RTA quer “mais dormidas e mais negócio” na época baixa

Promover a oferta algarvia na época é o objectivo do #RoadshowPortugalEspanha2016 que a RTA iniciou segunda-feira em Lisboa, seguindo depois para Vigo e terminando no Porto. Em Lisboa, Desidério Silva deixou claro que a RTA está a fazer tudo para que o Algarve consiga “mais dormidas e mais negócio” entre os meses de Outubro e Maio.

No jantar que se seguiu ao workshop de Lisboa, no Hotel Pestana Palace, e em que participaram operadores turísticos, agentes de viagens e hoteleiros, Desidério Silva começou por destacar as condições óptimas que o Algarve tem para ser um destino turístico de todo o ano, como o clima, a segurança e uma oferta feita de diversidade e qualidade. Referindo-se aos resultados conhecidos até agora e que somam já oito meses, o presidente da Região de Turismo do Algarve sublinhou que a região teve “mais um milhão de dormidas que o ano passado desde Janeiro até Agosto”, num total que superou os 13 milhões de dormidas, equivalendo este montante a “33% das dormidas registadas em todo o país”.

Ressalvou no entanto que “o nosso objectivo é reforçar e criar as condições para que entre Outubro e Maio o Algarve seja mais visitado, que haja mais negócio, mais dormidas”, uma vez que “o Algarve não pode ser sustentável enquanto tiver taxas de ocupação que não passam dos 60%, mas tem que se aproxime dos 70%”. Só assim disse, os hotéis e restaurantes poderão estar abertos durante todo o ano.

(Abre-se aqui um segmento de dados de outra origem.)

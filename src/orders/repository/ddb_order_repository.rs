use std::collections::HashMap;
use async_trait::async_trait;
use aws_sdk_dynamodb::Client;
use crate::core::library::{LibraryResult, PaginatedResult};
use crate::core::repository::Repository;
use crate::orders::domain::model::OrderEntity;
use crate::orders::repository::OrderRepository;
use crate::utils::ddb::{delete_item, get_item, put_new_item, put_versioned_item, query_index, IndexQuery};

#[derive(Debug)]
pub(crate) struct DDBOrderRepository {
    client: Client,
    table_name: String,
    index_name: String,
}

impl DDBOrderRepository {
    pub(crate) fn new(client: Client, table_name: &str, index_name: &str) -> Self {
        Self {
            client,
            table_name: table_name.to_string(),
            index_name: index_name.to_string(),
        }
    }
}

#[async_trait]
impl Repository<OrderEntity> for DDBOrderRepository {
    async fn create(&self, entity: &OrderEntity) -> LibraryResult<usize> {
        put_new_item(&self.client, self.table_name.as_str(), "order_id", entity).await
    }

    async fn update(&self, entity: &OrderEntity) -> LibraryResult<usize> {
        put_versioned_item(&self.client, self.table_name.as_str(), entity.order_id.as_str(), entity, entity.version).await
    }

    async fn get(&self, id: &str) -> LibraryResult<OrderEntity> {
        get_item(&self.client, self.table_name.as_str(), "order_id", id).await
    }

    async fn delete(&self, id: &str) -> LibraryResult<usize> {
        delete_item(&self.client, self.table_name.as_str(), "order_id", id).await
    }

    async fn query(&self, predicate: &HashMap<String, String>,
                   page: Option<&str>, page_size: usize) -> LibraryResult<PaginatedResult<OrderEntity>> {
        let index = IndexQuery {
            table_name: self.table_name.as_str(),
            index_name: self.index_name.as_str(),
            hash_key: "order_status",
            range_key: "ordered_at",
            default_hash: None,
        };
        query_index(&self.client, &index, predicate, page, page_size).await
    }
}

impl OrderRepository for DDBOrderRepository {}

#[cfg(test)]
mod tests {
    use async_once::AsyncOnce;
    use aws_sdk_dynamodb::Client;
    use lazy_static::lazy_static;
    use crate::core::library::OrderStatus;
    use crate::core::repository::{Repository, RepositoryStore};
    use crate::orders::domain::model::{OrderEntity, OrderLine};
    use crate::orders::repository::ddb_order_repository::DDBOrderRepository;
    use crate::orders::repository::OrderRepository;
    use crate::utils::ddb::{build_db_client, create_table, delete_table};

    lazy_static! {
        static ref CLIENT: AsyncOnce<Client> = AsyncOnce::new(async {
                let client = build_db_client(RepositoryStore::LocalDynamoDB).await;
                let _ = delete_table(&client, "orders").await;
                let _ = create_table(&client, "orders", "order_id", "order_status", "ordered_at").await;
                client
            });
    }

    #[tokio::test]
    #[ignore = "requires DynamoDB Local on BOOKHIVE_DDB_ENDPOINT"]
    async fn test_should_store_order_lines() {
        let repo = DDBOrderRepository::new(CLIENT.get().await.clone(), "orders", "orders_ndx");
        let order = OrderEntity::new("main", "student-ddb", vec![OrderLine::requested("Dune", "Frank Herbert")]);
        repo.create(&order).await.expect("should create order");
        assert_eq!(order, repo.get(order.order_id.as_str()).await.expect("should get order"));
        let pending = repo.find_by_status(OrderStatus::Pending, Some("student-ddb")).await.expect("should query");
        assert_eq!(1, pending.len());
    }
}
pub mod model;
use async_trait::async_trait;
use aws_sdk_dynamodb::Client;
use crate::core::events::DomainEvent;
use crate::core::library::LibraryError;
use crate::gateway::events::EventPublisher;
use crate::utils::ddb::put_new_item;

// DDBPublisher appends events to a table when SNS is not available, e.g. against DynamoDB Local.
#[derive(Debug)]
pub struct DDBPublisher {
    client: Client,
    table_name: String,
}

impl DDBPublisher {
    pub(crate) fn new(client: Client, table_name: &str) -> Self {
        Self {
            client,
            table_name: table_name.to_string(),
        }
    }
}

#[async_trait]
impl EventPublisher for DDBPublisher {
    async fn create_topic(&self, _topic: &str) -> Result<String, LibraryError> {
        Ok("".to_string())
    }

    async fn get_topics(&self) -> Result<Vec<String>, LibraryError> {
        Ok(vec![])
    }

    async fn publish(&self, event: &DomainEvent) -> Result<(), LibraryError> {
        put_new_item(&self.client, self.table_name.as_str(), "event_id", event).await.map(|_| ())
    }
}
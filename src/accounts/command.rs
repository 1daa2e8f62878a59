pub mod get_member_cmd;
pub mod login_cmd;
pub mod logout_cmd;
pub mod register_member_cmd;
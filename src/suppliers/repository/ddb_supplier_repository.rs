use std::collections::HashMap;
use async_trait::async_trait;
use aws_sdk_dynamodb::Client;
use crate::core::library::{LibraryResult, PaginatedResult};
use crate::core::repository::Repository;
use crate::suppliers::domain::model::SupplierEntity;
use crate::suppliers::repository::SupplierRepository;
use crate::utils::ddb::{delete_item, get_item, put_new_item, put_versioned_item, query_index, IndexQuery};

#[derive(Debug)]
pub(crate) struct DDBSupplierRepository {
    client: Client,
    table_name: String,
    index_name: String,
}

impl DDBSupplierRepository {
    pub(crate) fn new(client: Client, table_name: &str, index_name: &str) -> Self {
        Self {
            client,
            table_name: table_name.to_string(),
            index_name: index_name.to_string(),
        }
    }
}

#[async_trait]
impl Repository<SupplierEntity> for DDBSupplierRepository {
    async fn create(&self, entity: &SupplierEntity) -> LibraryResult<usize> {
        put_new_item(&self.client, self.table_name.as_str(), "supplier_id", entity).await
    }

    async fn update(&self, entity: &SupplierEntity) -> LibraryResult<usize> {
        put_versioned_item(&self.client, self.table_name.as_str(), entity.supplier_id.as_str(), entity, entity.version).await
    }

    async fn get(&self, id: &str) -> LibraryResult<SupplierEntity> {
        get_item(&self.client, self.table_name.as_str(), "supplier_id", id).await
    }

    async fn delete(&self, id: &str) -> LibraryResult<usize> {
        delete_item(&self.client, self.table_name.as_str(), "supplier_id", id).await
    }

    async fn query(&self, predicate: &HashMap<String, String>,
                   page: Option<&str>, page_size: usize) -> LibraryResult<PaginatedResult<SupplierEntity>> {
        let index = IndexQuery {
            table_name: self.table_name.as_str(),
            index_name: self.index_name.as_str(),
            hash_key: "branch_id",
            range_key: "supplier_name",
            default_hash: None,
        };
        query_index(&self.client, &index, predicate, page, page_size).await
    }
}

impl SupplierRepository for DDBSupplierRepository {}
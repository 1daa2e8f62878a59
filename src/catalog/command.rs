pub mod add_book_cmd;
pub mod get_book_cmd;
pub mod remove_book_cmd;
pub mod search_books_cmd;
pub mod update_book_cmd;
use async_trait::async_trait;
use serde::{Deserialize, Serialize};
use crate::circulation::domain::CirculationService;
use crate::circulation::dto::BorrowDto;
use crate::core::command::{Command, CommandError};

pub(crate) struct BorrowBookCommand {
    circulation_service: Box<dyn CirculationService>,
}

impl BorrowBookCommand {
    pub(crate) fn new(circulation_service: Box<dyn CirculationService>) -> Self {
        Self {
            circulation_service,
        }
    }
}

#[derive(Debug, Deserialize)]
pub(crate) struct BorrowBookCommandRequest {
    // taken from the session
    #[serde(default)]
    pub student_id: String,
    pub book_id: String,
}

#[derive(Debug, Serialize)]
pub(crate) struct BorrowBookCommandResponse {
    pub borrow: BorrowDto,
}

#[async_trait]
impl Command<BorrowBookCommandRequest, BorrowBookCommandResponse> for BorrowBookCommand {
    async fn execute(&self, req: BorrowBookCommandRequest) -> Result<BorrowBookCommandResponse, CommandError> {
        self.circulation_service.borrow(req.student_id.as_str(), req.book_id.as_str())
            .await.map_err(CommandError::from).map(|borrow| BorrowBookCommandResponse { borrow })
    }
}
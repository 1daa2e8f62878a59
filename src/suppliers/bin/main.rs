include!("../../lib.rs");
use axum::{
    routing::get,
    Router,
};
use lambda_http::{run, Error};
use crate::core::controller::{configure_dev_runtime, AppState};
use crate::suppliers::controller::{add_supplier, find_supplier_by_id, remove_supplier, search_suppliers, update_supplier};
use crate::utils::logs::setup_tracing;

#[tokio::main]
async fn main() -> Result<(), Error> {
    setup_tracing();

    let state = AppState::from_env();
    configure_dev_runtime(&state);

    let app = Router::new()
        .route("/suppliers", get(search_suppliers).post(add_supplier))
        .route("/suppliers/:id", get(find_supplier_by_id).put(update_supplier).delete(remove_supplier))
        .with_state(state);

    run(app).await
}
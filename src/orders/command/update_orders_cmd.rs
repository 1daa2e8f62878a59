use async_trait::async_trait;
use serde::{Deserialize, Serialize};
use crate::core::command::{Command, CommandError};
use crate::core::library::{OrderStatus, PaymentStatus};
use crate::orders::domain::OrderService;
use crate::orders::dto::OrderDto;

pub(crate) struct UpdateOrdersCommand {
    order_service: Box<dyn OrderService>,
}

impl UpdateOrdersCommand {
    pub(crate) fn new(order_service: Box<dyn OrderService>) -> Self {
        Self {
            order_service,
        }
    }
}

#[derive(Debug, Deserialize)]
pub(crate) struct UpdateOrdersCommandRequest {
    pub order_ids: Vec<String>,
    pub order_status: OrderStatus,
    pub payment_status: PaymentStatus,
}

#[derive(Debug, Serialize)]
pub(crate) struct UpdateOrdersCommandResponse {
    pub orders: Vec<OrderDto>,
    pub total_cents: i64,
}

#[async_trait]
impl Command<UpdateOrdersCommandRequest, UpdateOrdersCommandResponse> for UpdateOrdersCommand {
    async fn execute(&self, req: UpdateOrdersCommandRequest) -> Result<UpdateOrdersCommandResponse, CommandError> {
        let orders = self.order_service.update_orders(&req.order_ids, req.order_status, req.payment_status)
            .await.map_err(CommandError::from)?;
        let total_cents = orders.iter().map(|o| o.total_cents).sum();
        Ok(UpdateOrdersCommandResponse { orders, total_cents })
    }
}
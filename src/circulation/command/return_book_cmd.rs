use async_trait::async_trait;
use serde::{Deserialize, Serialize};
use crate::circulation::domain::CirculationService;
use crate::circulation::dto::BorrowDto;
use crate::core::command::{Command, CommandError};

pub(crate) struct ReturnBookCommand {
    circulation_service: Box<dyn CirculationService>,
}

impl ReturnBookCommand {
    pub(crate) fn new(circulation_service: Box<dyn CirculationService>) -> Self {
        Self {
            circulation_service,
        }
    }
}

#[derive(Debug, Deserialize)]
pub(crate) struct ReturnBookCommandRequest {
    pub borrow_id: String,
}

#[derive(Debug, Serialize)]
pub(crate) struct ReturnBookCommandResponse {
    pub borrow: BorrowDto,
}

#[async_trait]
impl Command<ReturnBookCommandRequest, ReturnBookCommandResponse> for ReturnBookCommand {
    async fn execute(&self, req: ReturnBookCommandRequest) -> Result<ReturnBookCommandResponse, CommandError> {
        self.circulation_service.return_book(req.borrow_id.as_str())
            .await.map_err(CommandError::from).map(|borrow| ReturnBookCommandResponse { borrow })
    }
}
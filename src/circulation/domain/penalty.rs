use chrono::NaiveDateTime;
use crate::core::domain::Configuration;

// Penalty is the amount charged when a borrow is closed and the reason shown to the student.
#[derive(Debug, PartialEq, Clone)]
pub(crate) struct Penalty {
    pub amount_cents: i64,
    pub reason: String,
}

// days late are counted by calendar date so that a book due today is on time all day
pub(crate) fn days_late(due_at: NaiveDateTime, returned_at: NaiveDateTime) -> i64 {
    (returned_at.date() - due_at.date()).num_days().max(0)
}

pub(crate) fn late_return(config: &Configuration, due_at: NaiveDateTime, returned_at: NaiveDateTime) -> Penalty {
    let days = days_late(due_at, returned_at);
    if days == 0 {
        return Penalty { amount_cents: 0, reason: "Returned on time".to_string() };
    }
    let amount_cents = days * config.fine_per_day_cents;
    if amount_cents > config.max_fine_cents {
        Penalty { amount_cents: config.max_fine_cents, reason: format!("Overdue by {} days (capped)", days) }
    } else {
        Penalty { amount_cents, reason: format!("Overdue by {} days", days) }
    }
}

// a lost copy costs the full price, never capped
pub(crate) fn lost_book(price_cents: i64) -> Penalty {
    Penalty { amount_cents: price_cents.max(0), reason: "Book lost - charged full price".to_string() }
}
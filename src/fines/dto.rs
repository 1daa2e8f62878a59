use chrono::NaiveDateTime;
use serde::{Deserialize, Serialize};
use crate::core::library::PaymentStatus;
use crate::fines::domain::model::FineEntity;
use crate::utils::date::{opt_serializer, serializer};

#[derive(Debug, Clone, PartialEq, Serialize, Deserialize)]
pub(crate) struct FineDto {
    pub fine_id: String,
    pub version: i64,
    pub student_id: String,
    pub borrow_id: String,
    pub amount_cents: i64,
    pub reason: String,
    pub payment_status: PaymentStatus,
    #[serde(with = "serializer")]
    pub assessed_at: NaiveDateTime,
    #[serde(default, with = "opt_serializer", skip_serializing_if = "Option::is_none")]
    pub paid_at: Option<NaiveDateTime>,
}

impl From<&FineEntity> for FineDto {
    fn from(other: &FineEntity) -> Self {
        Self {
            fine_id: other.fine_id.to_string(),
            version: other.version,
            student_id: other.student_id.to_string(),
            borrow_id: other.borrow_id.to_string(),
            amount_cents: other.amount_cents,
            reason: other.reason.to_string(),
            payment_status: other.payment_status,
            assessed_at: other.assessed_at,
            paid_at: other.paid_at,
        }
    }
}
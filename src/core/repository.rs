use async_trait::async_trait;
use std::collections::HashMap;
use chrono::Utc;
use serde::{Deserialize, Serialize};
use serde_json::Value;
use crate::core::library::{LibraryResult, PaginatedResult};
use crate::gateway::GatewayPublisherVia;
use crate::utils::date::format_date;

// largest page requested when draining a query
pub(crate) const MAX_PAGE_SIZE: usize = 500;

// Predicate keys name an attribute, optionally followed by an operator, e.g. `due_at:<=`
// or `title:contains`. Without an operator the attribute must be equal to the value.
#[async_trait]
pub trait Repository<Entity>: Sync + Send {
    // create an entity, failing with DuplicateKey if it already exists
    async fn create(&self, entity: &Entity) -> LibraryResult<usize>;

    // updates an entity if its version still matches the stored one
    async fn update(&self, entity: &Entity) -> LibraryResult<usize>;

    // get an entity
    async fn get(&self, id: &str) -> LibraryResult<Entity>;

    // delete an entity
    async fn delete(&self, id: &str) -> LibraryResult<usize>;

    // query the secondary index of the aggregate
    async fn query(&self, predicate: &HashMap::<String, String>,
                   page: Option<&str>, page_size: usize) -> LibraryResult<PaginatedResult<Entity>>;
}

// query_all follows next-page tokens until the query is exhausted
pub(crate) async fn query_all<Entity, R>(repository: &R, predicate: &HashMap<String, String>) -> LibraryResult<Vec<Entity>>
    where R: Repository<Entity> + ?Sized {
    let mut records = vec![];
    let mut page: Option<String> = None;
    loop {
        let res = repository.query(predicate, page.as_deref(), MAX_PAGE_SIZE).await?;
        records.extend(res.records);
        match res.next_page {
            Some(next) => page = Some(next),
            None => break,
        }
    }
    Ok(records)
}

// versioned_document returns the stored form of an updated entity: version bumped, updated_at now
pub(crate) fn versioned_document<Entity: Serialize>(entity: &Entity, version: i64) -> LibraryResult<Value> {
    let mut value = serde_json::to_value(entity)?;
    if let Value::Object(ref mut map) = value {
        map.insert("version".to_string(), Value::from(version + 1));
        map.insert("updated_at".to_string(), Value::from(format_date(Utc::now().naive_utc())));
    }
    Ok(value)
}

#[derive(Debug, PartialEq, Serialize, Deserialize, Clone, Copy)]
pub(crate) enum RepositoryStore {
    DynamoDB,
    LocalDynamoDB,
    InMemory,
}

impl RepositoryStore {
    pub fn gateway_publisher(&self) -> GatewayPublisherVia {
        match self {
            RepositoryStore::DynamoDB => GatewayPublisherVia::Sns,
            RepositoryStore::LocalDynamoDB => GatewayPublisherVia::LocalDynamoDB,
            RepositoryStore::InMemory => GatewayPublisherVia::InMemory,
        }
    }

    // BOOKHIVE_STORE selects the backing store: dynamodb, local (default) or memory
    pub fn from_env() -> Self {
        match std::env::var("BOOKHIVE_STORE").unwrap_or_default().to_lowercase().as_str() {
            "dynamodb" | "ddb" | "prod" => RepositoryStore::DynamoDB,
            "memory" | "in-memory" => RepositoryStore::InMemory,
            _ => RepositoryStore::LocalDynamoDB,
        }
    }
}

#[cfg(test)]
mod tests {
    use std::collections::HashMap;
    use crate::core::repository::{versioned_document, RepositoryStore};
    use crate::gateway::GatewayPublisherVia;

    #[tokio::test]
    async fn test_should_bump_version_of_document() {
        let entity = HashMap::from([("title", "Dune")]);
        let doc = versioned_document(&entity, 3).expect("should serialize");
        assert_eq!(4, doc["version"].as_i64().unwrap());
        assert_eq!("Dune", doc["title"].as_str().unwrap());
        assert!(doc["updated_at"].as_str().is_some());
    }

    #[tokio::test]
    async fn test_should_pick_publisher_for_store() {
        assert_eq!(GatewayPublisherVia::Sns, RepositoryStore::DynamoDB.gateway_publisher());
        assert_eq!(GatewayPublisherVia::LocalDynamoDB, RepositoryStore::LocalDynamoDB.gateway_publisher());
        assert_eq!(GatewayPublisherVia::InMemory, RepositoryStore::InMemory.gateway_publisher());
    }
}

Desidério Silva defendeu ainda que os bons resultados que o Algarve tem registado este ano não se devem apenas à deslocalização de turistas por via da instabilidade nos países do Norte de África. Esta situação, considerou “é um factor” a ter em conta “mas outro factor é que os empresários conseguiram ao longo dos últimos anos criar uma oferta de qualidade, uma oferta sustentável”. Isto porque, destacou, “nós somos concorrentes com destinos por todo o mundo e quando chegou a altura de os turistas escolherem, escolheram o Algarve”.

Segundo o presidente da RTA “a região tem-se preparado bem em função daqueles que ali trabalham e ali têm feito os seus investimentos” pelo que agora há que “conseguir sensibilizar os turistas” para que eles continuem a ter em Portugal e no Algarve “um destino de referência, um destino natural” e não apenas como uma alternativa à insegurança de outros destinos.